Re: 18 Jahre deutsche Einheit: Erinnerungen an den Anfang
geschrieben von hafel
als Antwort auf dutchweepee vom 06.10.2008, 10:49:47
Klar dutch, das glaube ich Dir auch so. Ich kann aber doch nur meine subjektiven Wahrnehmungen hier weitergeben..... aus der Ferne. Ich habe auch nur an EINER Montagsdemo teilgenommen.... ziemlich am Schluss, die mit den brennenden Kerzen (falls Du Dich daran erinnerst).

Ich weiß aber aus eigener Anschauung, dass kurz nach der Wende unsere nordischen Städte Hamburg, Lübeck und Kiel BRECHEND voll waren, von JUNGEN Leuten, die einfach sagten: "wir bleiben hier bei der DM".

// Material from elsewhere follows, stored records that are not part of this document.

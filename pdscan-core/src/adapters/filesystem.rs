//! Local filesystem adapter.
//!
//! Units are the root directory and every sub-directory that directly
//! contains files. Records are text lines; the field name is the file path
//! relative to the root, so findings point at the file they came from.
//! Binary files (a NUL byte in the first 8 KiB) are skipped. Lines longer
//! than the record value cap are cut there and the rest of the line is
//! skipped without buffering it.
//!
//! Directories that cannot be listed are still reported as units; sampling
//! them fails, so the scan records them instead of silently passing over
//! them.
//!
//! Nothing is held open between reads, so this adapter follows the
//! stateless connection model.

use super::{AdapterConfig, AdapterFeature, RecordBatchStream, SourceAdapter, UnitFilter};
use crate::Result;
use crate::error::ScanError;
use crate::models::{
    ConnectionModel, MAX_VALUE_CHARS, SampledRecord, SourceType, Unit, UnitHandle,
};
use async_trait::async_trait;
use futures::StreamExt;
use std::collections::VecDeque;
use std::path::{Path, PathBuf};
use std::sync::atomic::{AtomicBool, Ordering};
use tokio::fs::File;
use tokio::io::{AsyncBufRead, AsyncBufReadExt, AsyncReadExt, BufReader};
use walkdir::WalkDir;

/// Bytes inspected when deciding whether a file is binary.
const BINARY_PROBE_BYTES: usize = 8 * 1024;

/// Bytes kept from one line. Enough for [`MAX_VALUE_CHARS`] characters of
/// any UTF-8 width.
const MAX_LINE_BYTES: usize = MAX_VALUE_CHARS * 4;

/// Display name of the root directory unit.
pub const ROOT_UNIT_NAME: &str = ".";

/// Adapter scanning text files under a local directory.
#[derive(Debug)]
pub struct FilesystemAdapter {
    config: AdapterConfig,
    root: PathBuf,
    connected: AtomicBool,
}

impl FilesystemAdapter {
    /// Creates an adapter for the directory named by `config.url`.
    ///
    /// # Errors
    /// Returns a configuration error if no path is configured.
    pub fn new(config: AdapterConfig) -> Result<Self> {
        let url = config
            .url
            .as_deref()
            .ok_or_else(|| ScanError::configuration("filesystem source requires a path"))?;
        let root = PathBuf::from(url.strip_prefix("file://").unwrap_or(url));

        Ok(Self {
            config,
            root,
            connected: AtomicBool::new(false),
        })
    }

    pub fn root(&self) -> &Path {
        &self.root
    }

    fn ensure_connected(&self) -> Result<()> {
        if self.connected.load(Ordering::Acquire) {
            Ok(())
        } else {
            Err(ScanError::configuration(
                "filesystem adapter used before connect",
            ))
        }
    }

    fn unit_name(&self, dir: &Path) -> String {
        match dir.strip_prefix(&self.root) {
            Ok(rel) if rel.as_os_str().is_empty() => ROOT_UNIT_NAME.to_string(),
            Ok(rel) => rel.to_string_lossy().replace('\\', "/"),
            Err(_) => dir.to_string_lossy().into_owned(),
        }
    }
}

#[async_trait]
impl SourceAdapter for FilesystemAdapter {
    fn source_type(&self) -> SourceType {
        SourceType::Filesystem
    }

    fn config(&self) -> &AdapterConfig {
        &self.config
    }

    fn connection_model(&self) -> ConnectionModel {
        ConnectionModel::Stateless
    }

    fn supports_feature(&self, feature: AdapterFeature) -> bool {
        matches!(
            feature,
            AdapterFeature::DataSampling
                | AdapterFeature::ConcurrentUnits
                | AdapterFeature::SizeHints
                | AdapterFeature::ReadOnlyMode
        )
    }

    async fn connect(&self) -> Result<()> {
        let metadata = tokio::fs::metadata(&self.root).await.map_err(|e| {
            ScanError::connection_failed(
                format!("Cannot open directory '{}'", self.root.display()),
                e,
            )
        })?;

        if !metadata.is_dir() {
            return Err(ScanError::connection_failed(
                format!("'{}' is not a directory", self.root.display()),
                std::io::Error::new(std::io::ErrorKind::NotADirectory, "not a directory"),
            ));
        }

        self.connected.store(true, Ordering::Release);
        tracing::debug!("Opened filesystem source {}", self.root.display());
        Ok(())
    }

    async fn enumerate_units(&self, filter: &UnitFilter) -> Result<Vec<Unit>> {
        self.ensure_connected()?;
        let root = self.root.clone();

        let dirs = tokio::task::spawn_blocking(move || list_directories(&root))
            .await
            .map_err(|e| ScanError::unit_scan(ROOT_UNIT_NAME, format!("walk task failed: {}", e)))?;

        let units = dirs
            .into_iter()
            .map(|(dir, files)| {
                let unit = Unit::directory(self.unit_name(&dir), dir);
                match files {
                    Some(files) => unit.with_size_hint(files),
                    None => unit,
                }
            })
            .collect();

        Ok(filter.apply(units))
    }

    async fn sample(&self, unit: &Unit, sample_size: u32) -> Result<RecordBatchStream> {
        self.ensure_connected()?;
        let UnitHandle::Directory { path } = &unit.handle else {
            return Err(ScanError::unit_scan(
                &unit.name,
                "filesystem adapter can only sample directory units",
            ));
        };

        let dir = path.clone();
        let files = tokio::task::spawn_blocking(move || list_files(&dir))
            .await
            .map_err(|e| ScanError::unit_scan(&unit.name, format!("listing task failed: {}", e)))?
            .map_err(|e| ScanError::io(format!("Failed to list files in '{}'", unit.name), e))?;

        let state = LineReader {
            root: self.root.clone(),
            files: files.into(),
            current: None,
            remaining: sample_size,
            batch_size: self.config.fetch_size.max(1),
        };

        let stream = futures::stream::try_unfold(state, |mut state| async move {
            let batch = state.next_batch().await?;
            Ok::<_, ScanError>(if batch.is_empty() {
                None
            } else {
                Some((batch, state))
            })
        });

        Ok(stream.boxed())
    }

    async fn close(&self) -> Result<()> {
        self.connected.store(false, Ordering::Release);
        Ok(())
    }
}

/// Directories under `root` that directly contain at least one file, with
/// their file counts. Directories that could not be read are included with
/// no count.
fn list_directories(root: &Path) -> Vec<(PathBuf, Option<u64>)> {
    let mut dirs = Vec::new();
    for entry in WalkDir::new(root).follow_links(false) {
        let entry = match entry {
            Ok(entry) => entry,
            Err(e) => {
                match e.path() {
                    Some(path) if path.is_dir() => {
                        tracing::warn!("Cannot read directory {}: {}", path.display(), e);
                        dirs.push((path.to_path_buf(), None));
                    }
                    _ => tracing::warn!("Skipping unreadable entry: {}", e),
                }
                continue;
            }
        };
        if !entry.file_type().is_dir() {
            continue;
        }
        match count_files(entry.path()) {
            Ok(0) => {}
            Ok(files) => dirs.push((entry.into_path(), Some(files))),
            Err(e) => {
                tracing::warn!("Cannot list {}: {}", entry.path().display(), e);
                dirs.push((entry.into_path(), None));
            }
        }
    }
    dirs.sort();
    dirs.dedup_by(|a, b| a.0 == b.0);
    dirs
}

fn count_files(dir: &Path) -> walkdir::Result<u64> {
    let mut files = 0;
    for entry in WalkDir::new(dir).min_depth(1).max_depth(1) {
        if entry?.file_type().is_file() {
            files += 1;
        }
    }
    Ok(files)
}

/// Regular files directly inside `dir`, sorted by name.
fn list_files(dir: &Path) -> std::io::Result<Vec<PathBuf>> {
    let mut files = Vec::new();
    for entry in WalkDir::new(dir).min_depth(1).max_depth(1) {
        let entry = entry.map_err(std::io::Error::other)?;
        if entry.file_type().is_file() {
            files.push(entry.into_path());
        }
    }
    files.sort();
    Ok(files)
}

struct OpenFile {
    field: String,
    reader: BufReader<File>,
}

/// Lazily reads lines across the files of one directory.
struct LineReader {
    root: PathBuf,
    files: VecDeque<PathBuf>,
    current: Option<OpenFile>,
    remaining: u32,
    batch_size: u32,
}

impl LineReader {
    async fn next_batch(&mut self) -> Result<Vec<SampledRecord>> {
        let want = self.remaining.min(self.batch_size) as usize;
        let mut batch = Vec::with_capacity(want);

        while batch.len() < want {
            let Some(file) = self.current_file().await? else {
                break;
            };

            let mut buf = Vec::new();
            let read = read_line_bounded(&mut file.reader, &mut buf, MAX_LINE_BYTES)
                .await
                .map_err(|e| ScanError::io(format!("Failed to read '{}'", file.field), e))?;
            if read == 0 {
                self.current = None;
                continue;
            }

            let line = String::from_utf8_lossy(&buf);
            let line = line.trim_end_matches(['\r', '\n']);
            if line.is_empty() {
                continue;
            }
            batch.push(SampledRecord::new().with_field(file.field.clone(), line));
        }

        self.remaining -= batch.len() as u32;
        Ok(batch)
    }

    /// The file currently being read, opening the next text file if needed.
    async fn current_file(&mut self) -> Result<Option<&mut OpenFile>> {
        while self.current.is_none() {
            let Some(path) = self.files.pop_front() else {
                return Ok(None);
            };
            if is_binary(&path).await? {
                tracing::debug!("Skipping binary file {}", path.display());
                continue;
            }
            let file = File::open(&path)
                .await
                .map_err(|e| ScanError::io(format!("Failed to open '{}'", path.display()), e))?;
            let field = path
                .strip_prefix(&self.root)
                .unwrap_or(&path)
                .to_string_lossy()
                .replace('\\', "/");
            self.current = Some(OpenFile {
                field,
                reader: BufReader::new(file),
            });
        }
        Ok(self.current.as_mut())
    }
}

/// Reads one line into `buf`, keeping at most `limit` bytes of it and
/// discarding the rest up to and including the newline.
///
/// Returns the number of bytes consumed from `reader`; zero means end of
/// input.
async fn read_line_bounded<R>(reader: &mut R, buf: &mut Vec<u8>, limit: usize) -> std::io::Result<usize>
where
    R: AsyncBufRead + Unpin,
{
    let mut consumed = 0;
    loop {
        let available = reader.fill_buf().await?;
        if available.is_empty() {
            return Ok(consumed);
        }

        let (chunk, done) = match available.iter().position(|&b| b == b'\n') {
            Some(i) => (&available[..=i], true),
            None => (available, false),
        };
        let room = limit.saturating_sub(buf.len());
        buf.extend_from_slice(&chunk[..chunk.len().min(room)]);

        let used = chunk.len();
        reader.consume(used);
        consumed += used;
        if done {
            return Ok(consumed);
        }
    }
}

async fn is_binary(path: &Path) -> Result<bool> {
    let file = File::open(path)
        .await
        .map_err(|e| ScanError::io(format!("Failed to open '{}'", path.display()), e))?;
    let mut probe = Vec::with_capacity(BINARY_PROBE_BYTES);
    file.take(BINARY_PROBE_BYTES as u64)
        .read_to_end(&mut probe)
        .await
        .map_err(|e| ScanError::io(format!("Failed to read '{}'", path.display()), e))?;
    Ok(probe.contains(&0))
}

Und es ist eben auch verbürgt, dass die Bundesrepublik ein 10-Punkte-Programm bei einem Besuch Kohls in Dresden vorgelegt hat, "beide Staaten" über eine lange Zeit zusammen zu bringen. Sie wurde dann von den Ereignissen überrollt.
--
hafel
EehemaligesMitglied58
EehemaligesMitglied58
Mitglied

Re: 18 Jahre deutsche Einheit: Erinnerungen an den Anfang
geschrieben von EehemaligesMitglied58
als Antwort auf luchs35 vom 05.10.2008, 22:31:07
Na für alle hier der originaltext Demo leipzig.
Kommt die D Mark bleiben wir,
kommt sie nicht, gehn wir zu ihr!

Als diese losung und auch die sprüche "Wir bleiben hier"
gerufen wurden, ging es nicht mehr um den erhalt einer ddr oder das bleiben in einem hermetisch durch eine mauer und stacheldraht abgeriegelten staatselend.
Die meisten menschen wollten nur unter den bedingungen von demokratie und freiheit und annähernd westlichem lebensstandard an ihren wohnorten, bei ihren familien bleiben.
Zu der zeit war eigentlich nicht mehr rückgängig zu machen, daß zu mindest eine staatengemeinschaft bei offenen grenzen nach allen seiten in form einer wirtschafts-und währungsunion kommen wird.
Was aber in der euphorie der wende von vielen nicht bedacht wurde, daß die marode ddr wirtschaft nur unter der bedingung einer mangelwirtschaft im abgeschotteten, von wettbewerb befreiten raum existieren konnte.
Mit einführung der DM und vereinigung mußte sich der trabbi, der fernseher aus staßfurt, die DDR mikroelektronik, die edv, die textilindustrie.....und und und plötzlich dem wettbewerb mit dem weltmarkt in punkto modernität, dessein, qualität und preis stellen.
Daß das mit zusammenbruch und arbeitslosigkeit verbunden sein mußte haben viele damals nicht wahrhaben wollen, zumal auf der anderen seite eine hochmoderne industrie in einer überflußgesellschaft stand, die durch mehrarbeit und erweiterung auch kurzfristig in der lage war, die paar 18 mio menschen mit zu versorgen und besser zu versorgen als vorher die mangelwirtschaft.